Hannah Soyer
[email protected]
Julianna Snow is 5 years old. She has a form of muscular dystrophy called Charcot-Marie-Tooth. She has had to deal with a lot of medical scares so far in her life and has been hospitalized various times. But when her parents asked Julianna if she wanted to go to the hospital the next time she got sick, Julianna said she didn’t want to and would rather go to heaven instead. Julianna was 4 when she told her parents this, and her parents have decided to respect her wishes.
A little over a month ago, California Gov. Jerry Brown signed landmark “right to die” legislation, allowing terminally ill patients to legally obtain lethal drugs in order to end their own life. I’m not sure how I feel about this legislation. Some people could say that I am terminally ill because of my physical disability, and I don’t think these sorts of options should be available to others in my same situation. However, the way the law is currently means that two doctors have to come to the consensus that the patient has six months or fewer to live in order to receive the medication, meaning it could not be used by people with disabilities whose lives are not seriously at risk at that moment. I suppose I couldn’t actually have an opinion on this law unless I was in that situation. What I do know is that it is designed for adults.

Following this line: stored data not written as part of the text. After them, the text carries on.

//! The per-order state machine.
//!
//! ```text
//! Submitting ──start ok──▶ Pending ──collect──▶ Complete | Failed | InternalError
//!     │                       │
//!     └─start error──▶ InternalError / Remote   └─cancel signal──▶ Cancelled | InternalError
//! ```
//!
//! A worker is the only writer of its order's state and delivers exactly one
//! terminal event, after the pairing loop has stopped and the registry entry
//! is gone.

use crate::application::pairing::{PairingCodeGenerator, PairingLoop};
use crate::application::registry::{Registry, Ticket};
use crate::domain::event::{EventKind, OrderEvent};
use crate::domain::order::{OrderId, OrderKind, OrderRef};
use crate::domain::ports::{
    Operation, PairingSinkHandle, ResponseSinkHandle, TransportHandle, TransportResponse,
};
use crate::domain::protocol::{
    self, CollectResponse, CollectStatus, OrderRefRequest, StartRequest, StartResponse,
};
use crate::error::{EngineError, Result};
use std::sync::Arc;
use std::time::Duration;
use tokio::sync::oneshot;
use tokio::sync::oneshot::error::TryRecvError;

const UNKNOWN_STATUS: &str = "unknown status in response from server";
const PENDING: &str = "pending";

/// What ended a wait between two polls.
enum Wake {
    Elapsed,
    Cancel,
    Pairing(Option<EngineError>),
}

async fn next_failure(rx: Option<&mut oneshot::Receiver<EngineError>>) -> Option<EngineError> {
    match rx {
        Some(rx) => rx.await.ok(),
        None => std::future::pending().await,
    }
}

/// Why the polling loop stopped.
enum Outcome {
    Finished(OrderEvent),
    CancelRequested,
}

pub(crate) struct OrderWorker {
    pub(crate) order_id: OrderId,
    pub(crate) ticket: Ticket,
    pub(crate) kind: OrderKind,
    pub(crate) request: StartRequest,
    pub(crate) transport: TransportHandle,
    pub(crate) sink: ResponseSinkHandle,
    pub(crate) registry: Arc<Registry>,
    pub(crate) poll_interval: Duration,
    pub(crate) pairing_sink: Option<PairingSinkHandle>,
}

impl OrderWorker {
    /// Drives the order to its terminal event.
    pub(crate) async fn run(self) {
        let terminal = match self.start().await {
            Ok(started) => self.follow(started).await,
            Err(e) => {
                tracing::error!(order_id = %self.order_id, "start failed: {e}");
                OrderEvent::from_error(self.order_id.clone(), &e)
            }
        };

        self.registry.release(&self.ticket).await;
        tracing::debug!(order_id = %self.order_id, event = %terminal.kind, "order finished");
        self.sink.deliver(terminal);
    }

    async fn start(&self) -> Result<StartResponse> {
        let body = serde_json::to_vec(&self.request)?;
        let response = self.call(Operation::start(self.kind), body).await?;
        protocol::decode(&response.body)
    }

    /// Pending phase: everything after a successful `start`.
    async fn follow(&self, started: StartResponse) -> OrderEvent {
        let StartResponse {
            order_ref,
            auto_start_token,
            qr_start_token,
            qr_start_secret,
        } = started;

        let (cancel_tx, mut cancel_rx) = oneshot::channel();
        if !self
            .registry
            .activate(&self.ticket, order_ref.clone(), cancel_tx)
            .await
        {
            tracing::debug!(order_id = %self.order_id, "engine closed while starting");
        }

        tracing::debug!(order_id = %self.order_id, order_ref = %order_ref, "order sent");
        self.emit(EventKind::Sent, auto_start_token);

        let (failures_tx, failures_rx) = oneshot::channel();
        let pairing = self.pairing_sink.clone().map(|sink| {
            let generator = PairingCodeGenerator::new(qr_start_token, qr_start_secret);
            PairingLoop::spawn(generator, self.order_id.clone(), sink, failures_tx)
        });
        let mut pairing_failures = pairing.as_ref().map(|_| failures_rx);

        let outcome = self
            .poll(&order_ref, &mut cancel_rx, &mut pairing_failures)
            .await;

        if let Some(pairing) = pairing {
            pairing.stop().await;
            // The loop may have failed while the last call was in flight.
            self.forward_pairing_failure(&mut pairing_failures);
        }

        match outcome {
            Outcome::Finished(event) => event,
            Outcome::CancelRequested => self.cancel(&order_ref).await,
        }
    }

    async fn poll(
        &self,
        order_ref: &OrderRef,
        cancel_rx: &mut oneshot::Receiver<()>,
        pairing_failures: &mut Option<oneshot::Receiver<EngineError>>,
    ) -> Outcome {
        let mut last_hint = String::new();
        loop {
            // A dropped sender counts as a request too: the engine is gone.
            if !matches!(cancel_rx.try_recv(), Err(TryRecvError::Empty)) {
                tracing::debug!(order_id = %self.order_id, "received cancel request");
                return Outcome::CancelRequested;
            }
            self.forward_pairing_failure(pairing_failures);

            let response = match self.collect(order_ref).await {
                Ok(response) => response,
                Err(e) => {
                    tracing::error!(order_id = %self.order_id, order_ref = %order_ref, "collect failed: {e}");
                    return Outcome::Finished(OrderEvent::from_error(self.order_id.clone(), &e));
                }
            };

            match response.status {
                CollectStatus::Pending => {
                    if response.hint_code != last_hint {
                        tracing::debug!(order_id = %self.order_id, hint = %response.hint_code, "hint changed");
                        self.emit(EventKind::Hint(response.hint_code.clone()), PENDING);
                        last_hint = response.hint_code;
                    }
                }
                CollectStatus::Failed => {
                    let hint = if response.hint_code.is_empty() {
                        last_hint
                    } else {
                        response.hint_code
                    };
                    tracing::info!(order_id = %self.order_id, hint = %hint, "order failed");
                    return Outcome::Finished(self.event(EventKind::Failed, hint));
                }
                CollectStatus::Complete => {
                    tracing::info!(order_id = %self.order_id, "order complete");
                    let completion = response.completion_data.unwrap_or_default();
                    return Outcome::Finished(OrderEvent::complete(
                        self.order_id.clone(),
                        completion,
                    ));
                }
                CollectStatus::Unknown(status) => {
                    tracing::warn!(order_id = %self.order_id, status = %status, "unknown status from server");
                    return Outcome::Finished(self.event(EventKind::InternalError, UNKNOWN_STATUS));
                }
            }

            if self.wait(cancel_rx, pairing_failures).await {
                tracing::debug!(order_id = %self.order_id, "received cancel request while waiting");
                return Outcome::CancelRequested;
            }
        }
    }

    /// Sleeps one poll interval. Returns `true` if a cancel request cut it short.
    ///
    /// A pairing failure arriving meanwhile is reported right away.
    async fn wait(
        &self,
        cancel_rx: &mut oneshot::Receiver<()>,
        pairing_failures: &mut Option<oneshot::Receiver<EngineError>>,
    ) -> bool {
        let sleep = tokio::time::sleep(self.poll_interval);
        tokio::pin!(sleep);
        loop {
            let wake = tokio::select! {
                _ = &mut sleep => Wake::Elapsed,
                _ = &mut *cancel_rx => Wake::Cancel,
                failure = next_failure(pairing_failures.as_mut()), if pairing_failures.is_some() => {
                    Wake::Pairing(failure)
                }
            };
            match wake {
                Wake::Elapsed => return false,
                Wake::Cancel => return true,
                Wake::Pairing(failure) => {
                    *pairing_failures = None;
                    if let Some(e) = failure {
                        self.emit(EventKind::PairingFailed, e.to_string());
                    }
                }
            }
        }
    }

    async fn collect(&self, order_ref: &OrderRef) -> Result<CollectResponse> {
        let body = serde_json::to_vec(&OrderRefRequest { order_ref })?;
        let response = self.call(Operation::Collect, body).await?;
        protocol::decode(&response.body)
    }

    /// Asks the service to cancel; the answer decides the terminal event.
    async fn cancel(&self, order_ref: &OrderRef) -> OrderEvent {
        match self.request_cancel(order_ref).await {
            Ok(_) => {
                tracing::info!(order_id = %self.order_id, order_ref = %order_ref, "order cancelled");
                self.event(EventKind::Cancelled, "")
            }
            Err(e) => {
                tracing::error!(order_id = %self.order_id, order_ref = %order_ref, "cancel failed: {e}");
                OrderEvent::from_error(self.order_id.clone(), &e)
            }
        }
    }

    async fn request_cancel(&self, order_ref: &OrderRef) -> Result<TransportResponse> {
        let body = serde_json::to_vec(&OrderRefRequest { order_ref })?;
        self.call(Operation::Cancel, body).await
    }

    /// Sends one request; non-2xx answers become [`EngineError::RemoteError`].
    async fn call(&self, operation: Operation, body: Vec<u8>) -> Result<TransportResponse> {
        let response = self.transport.send(operation, body).await?;
        if !response.is_success() {
            let error = protocol::remote_error(&response.body);
            tracing::warn!(
                order_id = %self.order_id,
                %operation,
                status = response.status,
                "received HTTP error: {error}"
            );
            return Err(error);
        }
        Ok(response)
    }

    fn forward_pairing_failure(&self, failures: &mut Option<oneshot::Receiver<EngineError>>) {
        let Some(rx) = failures.as_mut() else {
            return;
        };
        match rx.try_recv() {
            Ok(e) => {
                self.emit(EventKind::PairingFailed, e.to_string());
                *failures = None;
            }
            Err(TryRecvError::Closed) => *failures = None,
            Err(TryRecvError::Empty) => {}
        }
    }

    fn event(&self, kind: EventKind, detail: impl Into<String>) -> OrderEvent {
        OrderEvent::new(self.order_id.clone(), kind, detail)
    }

    fn emit(&self, kind: EventKind, detail: impl Into<String>) {
        self.sink.deliver(self.event(kind, detail));
    }
}
use bankid::domain::ports::{PairingSinkHandle, TransportHandle};
use bankid::interfaces::csv::EventWriter;
use bankid::{
    ChannelPairingSink, ChannelSink, Config, HttpsTransport, OrderId, Requirements,
    SessionEngine, Submission, logging,
};
use clap::Parser;
use miette::{IntoDiagnostic, Result};
use std::io;
use std::path::PathBuf;
use std::sync::Arc;
use std::time::Duration;

#[derive(Parser)]
#[command(author, version, about, long_about = None)]
struct Cli {
    /// Configuration file. Defaults to config.json next to the executable.
    #[arg(long)]
    config: Option<PathBuf>,

    /// IP address of the end user.
    #[arg(long)]
    ip: String,

    /// Order id to use instead of a generated one.
    #[arg(long)]
    order_id: Option<String>,

    /// Text to be signed (already encoded). Turns the order into a signature.
    #[arg(long)]
    text: Option<String>,

    /// Non-visible data to sign (already encoded).
    #[arg(long)]
    non_visible_data: Option<String>,

    /// Personal number (12 digits) of the end user.
    #[arg(long)]
    personal_number: Option<String>,

    /// Card reader class required (class1 or class2).
    #[arg(long)]
    card_reader: Option<String>,

    /// Print rotating pairing codes to stderr while the order is pending.
    #[arg(long)]
    qr: bool,

    /// Cancel the order after this many seconds.
    #[arg(long)]
    cancel_after: Option<u64>,
}

impl Cli {
    fn submission(&self) -> Submission {
        let mut submission = Submission::new(&self.ip);
        if let Some(order_id) = &self.order_id {
            submission = submission.with_order_id(order_id.as_str());
        }
        if let Some(text) = &self.text {
            submission = submission.with_visible_data(text);
        }
        let requirements = Requirements {
            personal_number: self.personal_number.clone(),
            user_non_visible_data: self.non_visible_data.clone(),
            card_reader: self.card_reader.clone(),
            ..Default::default()
        };
        if requirements != Requirements::default() {
            submission = submission.with_requirements(requirements);
        }
        submission
    }
}

#[tokio::main]
async fn main() -> Result<()> {
    let cli = Cli::parse();

    let config_path = cli.config.clone().unwrap_or_else(Config::default_path);
    let config = Config::load(&config_path).into_diagnostic()?;
    logging::init(&config).into_diagnostic()?;

    let transport: TransportHandle =
        Arc::new(HttpsTransport::from_config(&config).into_diagnostic()?);
    let (sink, mut events) = ChannelSink::new();
    let engine = SessionEngine::new(transport, Arc::new(sink), config.engine_settings());

    let (pairing_sink, mut codes) = ChannelPairingSink::new();
    let mut submission = cli.submission();
    if cli.qr {
        let pairing_sink: PairingSinkHandle = Arc::new(pairing_sink);
        submission = submission.with_pairing_sink(pairing_sink);
    }
    let order_id: OrderId = engine.submit(submission).await;
    tracing::info!(order_id = %order_id, "order submitted");

    let cancel_timer = async {
        match cli.cancel_after {
            Some(secs) => tokio::time::sleep(Duration::from_secs(secs)).await,
            None => std::future::pending::<()>().await,
        }
    };
    tokio::pin!(cancel_timer);
    let mut cancel_sent = false;

    let stdout = io::stdout();
    let mut writer = EventWriter::new(stdout.lock());
    loop {
        tokio::select! {
            event = events.recv() => {
                let Some(event) = event else { break };
                writer.write_event(&event).into_diagnostic()?;
                if event.order_id == order_id && event.is_terminal() {
                    break;
                }
            }
            Some((code, _)) = codes.recv() => {
                eprintln!("{}", code.content);
            }
            _ = &mut cancel_timer, if !cancel_sent => {
                cancel_sent = true;
                engine.cancel(&order_id).await;
            }
        }
    }

    engine.shutdown().await;
    Ok(())
}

Julianna is 5, and while many supporters of her parents’ decision are saying that she is clearly wise beyond her years, I don’t think it’s possible for a 5-year-old to fully understand the gravity of the decision she is making. Also, people have a bad habit of claiming people with disabilities are wise beyond their years simply because they have a disability. Julianna may very well be wise beyond her years, but she is still 5 and doubtless only has a 5-year-old’s understanding of death.
When I was younger, I got sick frequently and ended up in the hospital quite a bit as well. It was absolutely horrible, and it makes sense that a 4-year-old wouldn’t want to go back. In fact, when I was in fourth grade, there was a time when I was so sick that I remember wanting desperately for it to be all over. However, my parents did not allow me to simply give up fighting, and I am so incredibly thankful for this.
Doctors have estimated that if Julianna were to get sick again and survive it, she would live the rest of her life on a respirator. Some people may see this as reason enough that her quality of life would be nonexistent and thus living would not be worth it. But I know many people on respirators and ventilators who live great lives. To say that the consequences of Julianna’s next bout of sickness don’t warrant her continued life not only completely dismiss that she could still have a very bright future, it also disregards all of the other people out there dealing with similar issues and still living life to the fullest.
If Julianna were 18 and making the decision to not return to the hospital, I would still be upset, but I would be able to respect her family’s decision a bit more. Her parents owe it to her future to go against their 5-year-old’s wishes in this instance, and society owes it to Julianna and others like her to realize that her life, though perhaps more difficult than the norm, is still worth fighting for.